• _Data for this task_:
+++
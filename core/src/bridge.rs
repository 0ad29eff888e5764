//! Remote bridge
//!
//! Drives the workspace on behalf of a session: the connect sequence with its
//! welcome burst, the bulk join of every conversation the account belongs to,
//! the outgoing post queue and the relay of real-time events back into IRC
//! lines.

use crate::message::{command_line, user_mask};
use crate::remote::{fetch_all, Conversation, ConversationKind, RemoteEvent, SessionInfo};
use crate::session::{Channel, Post, Session, SessionState};
use crate::text::expand_text_with;
use crate::{Error, NumericReply, Result};
use std::sync::Arc;
use tokio::sync::mpsc;

/// Connect the session to the workspace unless that already happened.
///
/// Concurrent callers wait for the first attempt instead of starting a second
/// client.
pub async fn ensure_connected(session: &Arc<Session>) -> Result<()> {
    let _guard = session.connect_lock().lock().await;
    if session.is_connected() {
        return Ok(());
    }
    connect(session).await
}

/// Run the connect sequence: create the client, wait for the feed to be
/// ready, greet the user, bulk join and start relaying events.
pub async fn connect(session: &Arc<Session>) -> Result<()> {
    let api_key = session
        .api_key()
        .ok_or_else(|| Error::Auth("No API key provided, send PASS first".to_string()))?;

    tracing::info!("Starting workspace client for {}", session.remote_addr);
    let link = session.connector().connect(&api_key)?;
    session.push_task(link.task);
    session.set_state(SessionState::Connecting);

    let timeout = session.settings().connect_timeout;
    let info = match tokio::time::timeout(timeout, link.ready).await {
        Ok(Ok(info)) => info,
        Ok(Err(_)) => {
            return Err(Error::Connection(
                "Workspace connection failed before becoming ready".to_string(),
            ))
        }
        Err(_) => return Err(Error::ConnectTimeout(timeout)),
    };

    tracing::info!(
        "Logged in to team {} ({}) as {} ({})",
        info.team.name,
        info.team.id,
        info.user.name,
        info.user.id
    );
    session.attach_workspace(link.workspace);
    session.set_nick(&info.user.name);
    session.cache_user(info.user.clone());
    session.set_session_info(info.clone());
    session.set_state(SessionState::Registered);

    send_welcome(session, &info).await?;

    session.clear_channels();
    prefetch_users(session).await;
    if let Err(e) = bulk_join(session).await {
        tracing::error!("Bulk join failed for {}: {}", session.nick(), e);
    }
    session.set_state(SessionState::Active);

    let relay = tokio::spawn(relay_events(session.clone(), link.events));
    session.push_task(relay);
    Ok(())
}

async fn send_welcome(session: &Session, info: &SessionInfo) -> Result<()> {
    let nick = session.nick();
    let welcome = format!(
        "Welcome to the {} IRC chat, {}!",
        session.server_name(),
        nick
    );
    session
        .send_numeric(NumericReply::RplWelcome, &nick, &welcome)
        .await?;
    session
        .send_numeric(NumericReply::RplMotdStart, &nick, "")
        .await?;
    for line in &session.settings().motd {
        session.send_numeric(NumericReply::RplMotd, &nick, line).await?;
    }
    session
        .send_numeric(
            NumericReply::RplMotd,
            &nick,
            &format!("Workspace team: {}", info.team.name),
        )
        .await?;
    session
        .send_numeric(NumericReply::RplEndOfMotd, &nick, "")
        .await
}

/// Fill the user cache; a failure only degrades name resolution
async fn prefetch_users(session: &Session) {
    let Some(workspace) = session.workspace() else {
        return;
    };
    let workspace = &*workspace;
    let settings = session.settings();
    match fetch_all("users", settings.page_size, settings.max_attempts, move |page| {
        workspace.users(page)
    })
    .await
    {
        Ok(users) => {
            tracing::debug!("Cached {} workspace users", users.len());
            for user in users {
                session.cache_user(user);
            }
        }
        Err(e) => tracing::warn!("Cannot prefetch workspace users: {}", e),
    }
}

/// Member IDs of a conversation, all pages
pub async fn fetch_members(session: &Session, conversation_id: &str) -> Result<Vec<String>> {
    let workspace = session.require_workspace()?;
    let workspace = &*workspace;
    let settings = session.settings();
    fetch_all(
        "conversation members",
        settings.page_size,
        settings.max_attempts,
        move |page| workspace.conversation_members(conversation_id, page),
    )
    .await
}

/// Announce every conversation the account already belongs to
pub async fn bulk_join(session: &Session) -> Result<()> {
    let workspace = session.require_workspace()?;
    let workspace = &*workspace;
    let settings = session.settings();
    let conversations = fetch_all(
        "conversations",
        settings.page_size,
        settings.max_attempts,
        move |page| workspace.conversations(page),
    )
    .await?;

    tracing::info!(
        "Workspace lists {} conversations for {}",
        conversations.len(),
        session.nick()
    );
    for conversation in &conversations {
        session.cache_conversation(conversation.clone());
    }

    for conversation in conversations.iter().filter(|c| c.is_member) {
        let members = fetch_members(session, &conversation.id).await?;
        announce_join(session, conversation, members, false).await?;
    }
    Ok(())
}

/// Send the post-join sequence for a conversation and record the channel.
///
/// With `explicit` the sequence is sent even when the channel is already
/// known, as for a client rejoining a channel.
pub async fn announce_join(
    session: &Session,
    conversation: &Conversation,
    members: Vec<String>,
    explicit: bool,
) -> Result<()> {
    let name = &conversation.name;
    tracing::debug!(
        "Joined #{} topic={:?} members={} explicit={}",
        name,
        conversation.topic,
        members.len(),
        explicit
    );

    let mut names = Vec::with_capacity(members.len());
    for member in &members {
        names.push(user_name(session, member).await);
    }

    let topic = expand_text_with(&conversation.topic, |id| session.cached_user(id).map(|u| u.name));
    let channel = Channel {
        id: conversation.id.clone(),
        name: name.clone(),
        topic: topic.clone(),
        members,
        is_group: conversation.is_group(),
    };
    if !session.insert_channel(channel) && !explicit {
        return Ok(());
    }

    let nick = session.nick();
    session
        .send_line(command_line(&session.mask(), "JOIN", &format!("#{}", name)))
        .await?;
    session
        .send_numeric(
            NumericReply::RplTopic,
            &format!("{} #{}", nick, name),
            &topic,
        )
        .await?;
    session
        .send_numeric(
            NumericReply::RplNameReply,
            &format!("{} = #{}", nick, name),
            &names.join(" "),
        )
        .await?;
    session
        .send_numeric(
            NumericReply::RplEndOfNames,
            &format!("{} #{}", nick, name),
            "End of NAMES list",
        )
        .await
}

/// Handle of a workspace user: cache, then a lookup, then the raw ID
pub async fn user_name(session: &Session, user_id: &str) -> String {
    if let Some(user) = session.cached_user(user_id) {
        return user.name;
    }
    let Some(workspace) = session.workspace() else {
        return user_id.to_string();
    };
    match workspace.user_info(user_id).await {
        Ok(user) => {
            let name = user.name.clone();
            session.cache_user(user);
            name
        }
        Err(e) => {
            tracing::debug!("Cannot look up user {}: {}", user_id, e);
            user_id.to_string()
        }
    }
}

async fn lookup_conversation(session: &Session, conversation_id: &str) -> Result<Conversation> {
    if let Some(conversation) = session.cached_conversation(conversation_id) {
        return Ok(conversation);
    }
    let conversation = session
        .require_workspace()?
        .conversation_info(conversation_id)
        .await?;
    session.cache_conversation(conversation.clone());
    Ok(conversation)
}

async fn remote_mask(session: &Session, user_id: &str) -> String {
    let name = user_name(session, user_id).await;
    user_mask(&name, user_id, session.server_name())
}

/// Split a message body into lines of at most `chunk_size` bytes.
///
/// Splits happen on line breaks first (CR, LF or both), then on character
/// boundaries. Empty lines are dropped.
pub fn chunk_text(text: &str, chunk_size: usize) -> Vec<String> {
    let chunk_size = chunk_size.max(1);
    let mut chunks = Vec::new();
    for line in text.split(|c: char| c == '\r' || c == '\n') {
        let mut current = String::new();
        for ch in line.chars() {
            if !current.is_empty() && current.len() + ch.len_utf8() > chunk_size {
                chunks.push(std::mem::take(&mut current));
            }
            current.push(ch);
        }
        if !current.is_empty() {
            chunks.push(current);
        }
    }
    chunks
}

/// Post queued messages in order until the session closes
pub(crate) async fn drain_posts(session: Arc<Session>, mut posts: mpsc::Receiver<Post>) {
    let closing = session.closing();
    loop {
        let post = tokio::select! {
            _ = closing.cancelled() => break,
            post = posts.recv() => post,
        };
        let Some(post) = post else { break };

        let Some(workspace) = session.workspace() else {
            tracing::warn!(
                "Not connected to the workspace, dropping message to {}",
                post.target
            );
            continue;
        };
        if let Err(e) = workspace.post_message(&post.target, &post.text).await {
            tracing::warn!("Cannot post message to {}: {}", post.target, e);
        }
    }
}

/// Relay workspace events until the session closes or the feed ends
async fn relay_events(session: Arc<Session>, mut events: mpsc::Receiver<RemoteEvent>) {
    let closing = session.closing();
    loop {
        let event = tokio::select! {
            _ = closing.cancelled() => return,
            event = events.recv() => event,
        };
        let Some(event) = event else { break };
        if let Err(e) = relay_event(&session, event).await {
            if session.is_closed() {
                return;
            }
            tracing::warn!("Cannot relay event to {}: {}", session.id, e);
        }
    }

    tracing::warn!("Workspace feed for {} ended", session.nick());
    session.close_with_error("Workspace connection lost").await;
}

/// Translate one event into IRC lines
pub async fn relay_event(session: &Session, event: RemoteEvent) -> Result<()> {
    let own_id = session.own_user_id().unwrap_or_default();
    match event {
        RemoteEvent::Message { channel, user, text } => {
            let conversation = lookup_conversation(session, &channel).await?;
            let target = match conversation.kind {
                ConversationKind::Direct => session.nick(),
                // The client already echoed its own channel messages
                _ if user == own_id => return Ok(()),
                _ => format!("#{}", conversation.name),
            };
            let source = remote_mask(session, &user).await;
            let text = expand_text_with(&text, |id| session.cached_user(id).map(|u| u.name));
            for chunk in chunk_text(&text, session.settings().chunk_size) {
                session
                    .send_line(command_line(
                        &source,
                        "PRIVMSG",
                        &format!("{} :{}", target, chunk),
                    ))
                    .await?;
            }
        }
        RemoteEvent::TopicChanged { channel, user, topic } => {
            let conversation = lookup_conversation(session, &channel).await?;
            let topic = expand_text_with(&topic, |id| session.cached_user(id).map(|u| u.name));
            session.update_channel(&channel, |c| c.topic = topic.clone());
            let source = if user.is_empty() {
                session.server_name().to_string()
            } else {
                remote_mask(session, &user).await
            };
            session
                .send_line(command_line(
                    &source,
                    "TOPIC",
                    &format!("#{} :{}", conversation.name, topic),
                ))
                .await?;
        }
        RemoteEvent::MemberJoined { channel, user } => {
            if user == own_id {
                return Ok(());
            }
            let Some(joined) = session.channel_by_id(&channel) else {
                return Ok(());
            };
            session.update_channel(&channel, |c| {
                if !c.members.contains(&user) {
                    c.members.push(user.clone());
                }
            });
            let source = remote_mask(session, &user).await;
            session
                .send_line(command_line(&source, "JOIN", &format!("#{}", joined.name)))
                .await?;
        }
        RemoteEvent::MemberLeft { channel, user } => {
            if user == own_id {
                return Ok(());
            }
            let Some(left) = session.channel_by_id(&channel) else {
                return Ok(());
            };
            session.update_channel(&channel, |c| c.members.retain(|m| m != &user));
            let source = remote_mask(session, &user).await;
            session
                .send_line(command_line(&source, "PART", &format!("#{}", left.name)))
                .await?;
        }
        RemoteEvent::Joined(conversation) => {
            session.cache_conversation(conversation.clone());
            let members = fetch_members(session, &conversation.id).await?;
            announce_join(session, &conversation, members, false).await?;
        }
        RemoteEvent::Left { channel } => {
            let Some(left) = session.channel_by_id(&channel) else {
                return Ok(());
            };
            session.remove_channel(&left.name);
            session
                .send_line(command_line(&session.mask(), "PART", &format!("#{}", left.name)))
                .await?;
        }
    }
    Ok(())
}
+++
What is needed is an exact copy of the entries above, from the first line through the line holding "let _guard = session.connect_lock().lock().await;", with both of those lines kept; please give nothing else.

• _Final answer_:
filename core/src/bridge.rs
repository 0ad29eff888e5764
//! Remote bridge
//!
//! Drives the workspace on behalf of a session: the connect sequence with its
//! welcome burst, the bulk join of every conversation the account belongs to,
//! the outgoing post queue and the relay of real-time events back into IRC
//! lines.

use crate::message::{command_line, user_mask};
use crate::remote::{fetch_all, Conversation, ConversationKind, RemoteEvent, SessionInfo};
use crate::session::{Channel, Post, Session, SessionState};
use crate::text::expand_text_with;
use crate::{Error, NumericReply, Result};
use std::sync::Arc;
use tokio::sync::mpsc;

/// Connect the session to the workspace unless that already happened.
///
/// Concurrent callers wait for the first attempt instead of starting a second
/// client.
pub async fn ensure_connected(session: &Arc<Session>) -> Result<()> {
    let _guard = session.connect_lock().lock().await;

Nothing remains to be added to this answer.